In my introduction I will aim to shed some light on the common threads –for instance why he considered society and religion to be decadent and how those issues might have relevance to today’s world.  A precursor to modernity?

What is evident in reading Nietzsche is the vitality and robust nature of his writings which seek to tear down the accepted conventional wisdom. Bear in mind the conventional wisdom that merged Greek rationalism with the traditional Hebrew way of thinking began with St Paul and had held sway for roughly 18 centuries. Nietzsche sets out his objections in his uniquely strident conversational manner written in a series of aphorisms. He forms an alliance with a psychological based perspective that rallies against any philosophical structure which involves the rational listing of values and the accompanying virtuous life enslaved to those principles.

In what is considered the beginning of western democracy in Ancient Greece he is voraciously opposed to the ideas of Socrates and Plato which he describes as decadent. His alliance is attuned to the Homeric ancient Greeks.    

I aim to explain the reason for his thinking (without necessarily agreeing with all of it) by reference principally to ‘Twilight of the Idols’. The full text is available here. 

The question to be discussed is how that might apply to contemporary problems. What were his key ideas and do we see any residue embedded in the modern world.     

There will be ample opportunity for interesting discussions on why Nietzsche regarded the ancient Athenian Greek philosophers as decadent.

One of his crucial concepts was of Eternal Recurrence and what it means according to Nietzsche- the question arises is this a helpful and a realistic way to stoically accept life as it is or not? E.g. Love of fate. Nietzsche-rallies against the Christian idea of freewill and moralising – providing an opportunity to discuss his spiritual psychology which encapsulates a healthy free spirit as he puts it to operate principally in an instinctive basis. But when he talks about the instincts he doesn’t mean the natural impulses as we would interpret it but rather the intuitive spiritual sense that frees us from any sense of artificiality contrived forced style of morality. Hence one of his works is aptly named ‘Beyond Good and Evil’.  
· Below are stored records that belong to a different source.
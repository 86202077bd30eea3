//! Serialized catalog layout

use crate::error::SinkError;
use crate::render::{ImageRenderer, StagedImages};
use serde::{Deserialize, Serialize};
use specsheet_domain::{CatalogRecord, Dimensions};

/// Dimensions as written to the catalog
#[derive(Debug, Clone, Copy, PartialEq, Eq, Serialize, Deserialize)]
pub struct DimensionsEntry {
    /// Length in millimetres
    pub length_mm: u32,
    /// Width in millimetres
    pub width_mm: u32,
    /// Height in millimetres
    pub height_mm: u32,
}

impl From<Dimensions> for DimensionsEntry {
    fn from(d: Dimensions) -> Self {
        Self {
            length_mm: d.length_mm,
            width_mm: d.width_mm,
            height_mm: d.height_mm,
        }
    }
}

/// One record as it appears in the catalog file
///
/// Field order here is the field order in the output. Absent values are
/// written as `null`, except prices, which are left out entirely.
#[derive(Debug, Clone, PartialEq, Serialize, Deserialize)]
pub struct CatalogEntry {
    /// Unique model identifier
    pub model: String,
    /// Display name
    pub name: String,
    /// Power in watts
    pub power_w: Option<u32>,
    /// Luminous flux in lumens
    pub lumens: Option<u32>,
    /// Ingress protection code, `IPnn`
    pub ip_rating: Option<String>,
    /// Canonical category name
    pub category: Option<String>,
    /// Overall dimensions
    pub dimensions_mm: Option<DimensionsEntry>,
    /// Weight in kilograms
    pub weight_kg: Option<f64>,
    /// Warranty in years
    pub warranty_years: Option<u32>,
    /// Rendered image reference (path, data URI, or URL)
    pub image: Option<String>,
    /// Preview of the source text
    pub raw: String,
    /// Retail price
    #[serde(default, skip_serializing_if = "Option::is_none")]
    pub price_retail: Option<f64>,
    /// Wholesale price
    #[serde(default, skip_serializing_if = "Option::is_none")]
    pub price_wholesale: Option<f64>,
}

impl CatalogEntry {
    /// Build the entry for `record` with an already rendered image value
    pub fn new(record: &CatalogRecord, image: Option<String>) -> Self {
        let fields = &record.fields;
        Self {
            model: record.model.clone(),
            name: record.name.clone(),
            power_w: fields.power_w,
            lumens: fields.lumens,
            ip_rating: fields.ip_rating.clone(),
            category: fields.category.map(|c| c.as_str().to_string()),
            dimensions_mm: fields.dimensions_mm.map(DimensionsEntry::from),
            weight_kg: fields.weight_kg,
            warranty_years: fields.warranty_years,
            image,
            raw: record.raw.clone(),
            price_retail: record.price_retail,
            price_wholesale: record.price_wholesale,
        }
    }
}

/// Render every record's image and build the catalog entries in order
///
/// Image files for `file` mode are collected in `staged`; nothing touches
/// the filesystem here.
pub fn build_entries(
    records: &[CatalogRecord],
    renderer: &ImageRenderer,
    staged: &mut StagedImages,
) -> Vec<CatalogEntry> {
    records
        .iter()
        .map(|record| CatalogEntry::new(record, renderer.render(record, staged)))
        .collect()
}

/// Serialize entries as a pretty-printed JSON array
pub fn render_json(entries: &[CatalogEntry]) -> Result<String, SinkError> {
    Ok(serde_json::to_string_pretty(entries)?)
}

#[cfg(test)]
mod tests {
    use super::*;
    use specsheet_domain::{Category, ExtractedFields};

    fn json(records: &[CatalogRecord]) -> String {
        let entries = build_entries(records, &ImageRenderer::disabled(), &mut StagedImages::new());
        render_json(&entries).unwrap()
    }

    fn sample() -> CatalogRecord {
        let fields = ExtractedFields {
            power_w: Some(100),
            lumens: Some(12000),
            ip_rating: Some("IP65".to_string()),
            category: Some(Category::Industrial),
            ..Default::default()
        };
        CatalogRecord::new(
            "NRG-PRO-100",
            fields.with_model("NRG-PRO-100"),
            "industrial light 100W 12000lm IP65",
        )
    }

    #[test]
    fn test_field_order_and_nulls() {
        let json = json(&[sample()]);
        let keys: Vec<&str> = [
            "\"model\"",
            "\"name\"",
            "\"power_w\"",
            "\"lumens\"",
            "\"ip_rating\"",
            "\"category\"",
            "\"dimensions_mm\"",
            "\"weight_kg\"",
            "\"warranty_years\"",
            "\"image\"",
            "\"raw\"",
        ]
        .to_vec();
        let positions: Vec<usize> = keys.iter().map(|k| json.find(k).unwrap()).collect();
        assert!(positions.windows(2).all(|w| w[0] < w[1]));

        assert!(json.contains("\"dimensions_mm\": null"));
        assert!(json.contains("\"category\": \"industrial\""));
        assert!(!json.contains("price_retail"));
        assert!(json.starts_with("[\n  {"));
    }

    #[test]
    fn test_prices_present_when_set() {
        let mut record = sample();
        record.price_retail = Some(1500.0);
        let entry = CatalogEntry::new(&record, None);
        let value = serde_json::to_value(&entry).unwrap();
        assert_eq!(value["price_retail"], 1500.0);
        assert!(value.get("price_wholesale").is_none());
    }

    #[test]
    fn test_cyrillic_is_not_escaped() {
        let mut record = sample();
        record.raw = "Прожектор 100Вт".to_string();
        let json = json(&[record]);
        assert!(json.contains("Прожектор 100Вт"));
    }

    #[test]
    fn test_dimensions_entry() {
        let mut record = sample();
        record.fields.dimensions_mm = Some(Dimensions::new(600, 200, 100));
        let value = serde_json::to_value(CatalogEntry::new(&record, None)).unwrap();
        assert_eq!(value["dimensions_mm"]["length_mm"], 600);
        assert_eq!(value["dimensions_mm"]["height_mm"], 100);
    }
}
According to Nietzsche there are no facts, only interpretations as he would have it. In other words the world as an illusion and how we live within it to say yea to life. 

So that Nietzsche talks about becoming more than human- The question is- is this a fanciful notion or a living life to the full? Is the concept of greatness a hollow claim or an invitation to aspire to a more meaningful inspirational life?  

He is aghast at the current view on morality and one can discuss the principles he espouses to show cause as to why he thinks this view of morality it is the enemy of the natural world in which we reside. Other topics I am considering are as follows:  

·       The antichrist and how Christianity became decadent.    

·       Kierkegaard explained with comparisons to Nietzsche and Dostoevsky.

·       Comparing the 2, which Philosopher, if any, do you relate to or see eye to eye. 

As can be ascertained this is an early structural outline and any comments are most welcome.